Is. 49, 1-6: "Estaba yo en el seno materno y el Señor me llamó... pronunció mi nombre... Hizo de mi boca una espada afilada... En vano me ha cansado... Te hago luz de las naciones para que mi salvación llegue hasta el confín de la tierra."
Salmo 138: "Te doy gracias porque me has escogido portentosamente."
Hch. 13, 22-26: " Juan, antes de que llegara, predicó a todo el pueblo de Israel un bautismo de conversión... a ustedes se les ha enviado este mensaje de salvación."
Lc. 1, 57-66.80: "¡No! Se va a llamar Juan... Juan es su nombre... se le soltó la lengua y empezó a hablar bendiciendo a Dios... ¿Qué será de este niño?... "
Son muchos los que tienen miedo de comprometerse: “No te enredes... te vas a meter en problemas...” ¿Nunca hemos escuchado estos comentarios o consejos?
Arriesgar la vida siempre ha sido complicado. Vivimos en el convencimiento de que solo tenemos una vida y hay que aprovecharla bien, y es cierto, pero lastimosamente creemos que se trata de ésta. No tenemos en cuenta de que ésta es solo una etapa de tránsito para que aprendiéramos a vivir según nuestra definitiva vocación: ser hijos de Dios. Así comprendemos el sentido de los nueve meses en el seno materno... Mal haríamos si estructuráramos nuestra existencia según las condiciones de aquella fase de nuestra vida. Ésa era la primera fase de nuestra etapa de aprendizaje, después de estos nueve meses vendría la segunda fase de aprendizaje y, concluida ésta, llegamos a la definitiva etapa de nuestra vida, la que nos permite gozar de la vida en su máxima realidad y profundidad: para ello nacimos, para ser y gozar de nuestra filiación divina y glorificar a Dios con nuestra vida feliz, pero hay que entrenarse.

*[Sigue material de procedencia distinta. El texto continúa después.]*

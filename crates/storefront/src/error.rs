//! Unified error handling with Sentry integration.
//!
//! Provides a unified `AppError` type that captures errors to Sentry before
//! responding to the client. All route handlers should return `Result<T, AppError>`.
//!
//! Responses are JSON: `{"error": "..."}`, plus `"fields"` for validation
//! failures.

use axum::{
    Json,
    http::StatusCode,
    response::{IntoResponse, Response},
};
use serde_json::json;
use shopflow_core::FieldError;
use thiserror::Error;

use crate::cart::CartError;
use crate::catalog::CatalogError;
use crate::checkout::CheckoutError;
use crate::records::RecordApiError;

/// Application-level error type for the storefront.
#[derive(Debug, Error)]
pub enum AppError {
    /// Catalog lookup failed.
    #[error("Catalog error: {0}")]
    Catalog(#[from] CatalogError),

    /// Cart operation failed.
    #[error("Cart error: {0}")]
    Cart(#[from] CartError),

    /// Checkout form has invalid fields.
    #[error("Validation failed: {}", .0.len())]
    Validation(Vec<FieldError>),

    /// Resource not found.
    #[error("Not found: {0}")]
    NotFound(String),

    /// Bad request from client.
    #[error("Bad request: {0}")]
    BadRequest(String),

    /// Internal server error.
    #[error("Internal error: {0}")]
    Internal(String),
}

impl From<CheckoutError> for AppError {
    fn from(err: CheckoutError) -> Self {
        match err {
            CheckoutError::Validation(fields) => Self::Validation(fields),
            CheckoutError::EmptyCart => Self::BadRequest("Cart is empty".to_string()),
            CheckoutError::Cart(e) => Self::Cart(e),
        }
    }
}

impl AppError {
    /// Whether the failure is on our side (or upstream) rather than the client's.
    const fn is_server_error(&self) -> bool {
        match self {
            Self::Catalog(CatalogError::NotFound(_)) | Self::Cart(CartError::InvalidQuantity(_)) => {
                false
            }
            Self::Catalog(_) | Self::Cart(_) | Self::Internal(_) => true,
            Self::Validation(_) | Self::NotFound(_) | Self::BadRequest(_) => false,
        }
    }

    fn status(&self) -> StatusCode {
        match self {
            Self::Catalog(CatalogError::NotFound(_)) | Self::NotFound(_) => StatusCode::NOT_FOUND,
            Self::Cart(CartError::InvalidQuantity(_)) | Self::BadRequest(_) => {
                StatusCode::BAD_REQUEST
            }
            Self::Validation(_) => StatusCode::UNPROCESSABLE_ENTITY,
            Self::Catalog(CatalogError::Records(e)) | Self::Cart(CartError::Records(e)) => {
                match e {
                    RecordApiError::RateLimited(_) => StatusCode::SERVICE_UNAVAILABLE,
                    _ => StatusCode::BAD_GATEWAY,
                }
            }
            Self::Catalog(_) | Self::Cart(_) | Self::Internal(_) => {
                StatusCode::INTERNAL_SERVER_ERROR
            }
        }
    }
}

impl IntoResponse for AppError {
    fn into_response(self) -> Response {
        // Capture server errors to Sentry
        if self.is_server_error() {
            let event_id = sentry::capture_error(&self);
            tracing::error!(
                error = %self,
                sentry_event_id = %event_id,
                "Request error"
            );
        }

        let status = self.status();

        // Don't expose internal error details to clients
        let body = match &self {
            Self::Validation(fields) => json!({
                "error": "Please fill in all required fields",
                "fields": fields,
            }),
            Self::Catalog(CatalogError::NotFound(id)) => {
                json!({ "error": format!("Product not found: {id}") })
            }
            Self::Cart(CartError::InvalidQuantity(q)) => {
                json!({ "error": format!("Invalid quantity: {q}") })
            }
            Self::NotFound(_) | Self::BadRequest(_) => json!({ "error": self.to_string() }),
            _ if status == StatusCode::INTERNAL_SERVER_ERROR => {
                json!({ "error": "Internal server error" })
            }
            _ => json!({ "error": "External service error" }),
        };

        (status, Json(body)).into_response()
    }
}

/// Result type alias for `AppError`.
pub type Result<T> = std::result::Result<T, AppError>;

/// Add a breadcrumb for user actions.
///
/// Breadcrumbs appear in Sentry error reports to show the trail of user actions
/// leading up to an error.
pub fn add_breadcrumb(category: &str, message: &str, data: &[(&str, String)]) {
    let mut breadcrumb = sentry::Breadcrumb {
        category: Some(category.to_string()),
        message: Some(message.to_string()),
        level: sentry::Level::Info,
        ..Default::default()
    };

    for (key, value) in data {
        breadcrumb
            .data
            .insert((*key).to_string(), serde_json::Value::String(value.clone()));
    }

    sentry::add_breadcrumb(breadcrumb);
}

Desde esta perspectiva debemos mirar si conviene o no comprometernos en algo: lo que nos prepare para la vida que estamos llamados a vivir para siempre, eso vale, y es una exigencia y lo que no está orientado a esa vida hay que darle mucha menos importancia...
Ser superficiales en los criterios de vida es arriesgar nuestro futuro definitivo, que está después de lo que, de ordinario, llamamos muerte y algunos creyentes llaman “tránsito”, “llegada a la casa del Padre” “encuentro definitivo”...
Juan Bautista, como el profeta, tenía muy claro para qué había nacido, a qué había sido llamado desde el seno materno: no para cambiar el mundo, somos muy pequeños y débiles para eso, sino para servir a la vida desde la verdad y en el amor a cada persona y ser vivo.
Dios se fía de nosotros y nos confía la tarea de apoyarle en la tarea de comunicar a los hombres los dones de su Amor. Él es tan grande que nos ha llamado para algo maravilloso: es justo darle gracias.
La mejor acción de gracias supera las palabras, se da en nuestras decisiones de fidelidad a la Voluntad de Dios, el esfuerzo por construir nuestras relaciones desde el bien y la verdad, que el Señor nos pide esparzamos en su nombre y la ofrenda silenciosa de lo que somos y tenemos en bien de los que nos rodean, como Cristo nos mostró en su vida; como Juan vivió sin tregua y sin dejarse amilanar por los peligros que representaba decir la verdad a los poderosos.
Los apóstoles lo aprendieron al lado de Jesús; Juan Bautista por su íntima y esforzada fidelidad al Dios de Israel, que le había llamado y de quien había recibido el nombre.
La experiencia de Zacarías fue valiosa: quedó mudo para que aprendiera a ser humilde y a meditar la palabra de vida que había recibido. Cuando se cumplió esta palabra y él obedeció la Voluntad del Señor, se soltó su lengua y pudo proclamar las grandezas del Señor que visita a su pueblo con la Salvación enviando al mensajero...
El pueblo se pregunta qué será de este niño y nosotros debemos vivir de tal modo que las personas que nos rodeen se cuestionen si el mensaje que proclamamos con nuestra vida y con nuestra palabra no será cierto, porque los signos de vida y conversión que se dan a nuestro alrededor avalan nuestro mensaje.
Se trata de ser fieles cada día más a la Voluntad del Padre. Dios nos eligió, como a Juan, para ser testigos del Amor que salva. Pidamos a María formarnos siempre para ser más fieles.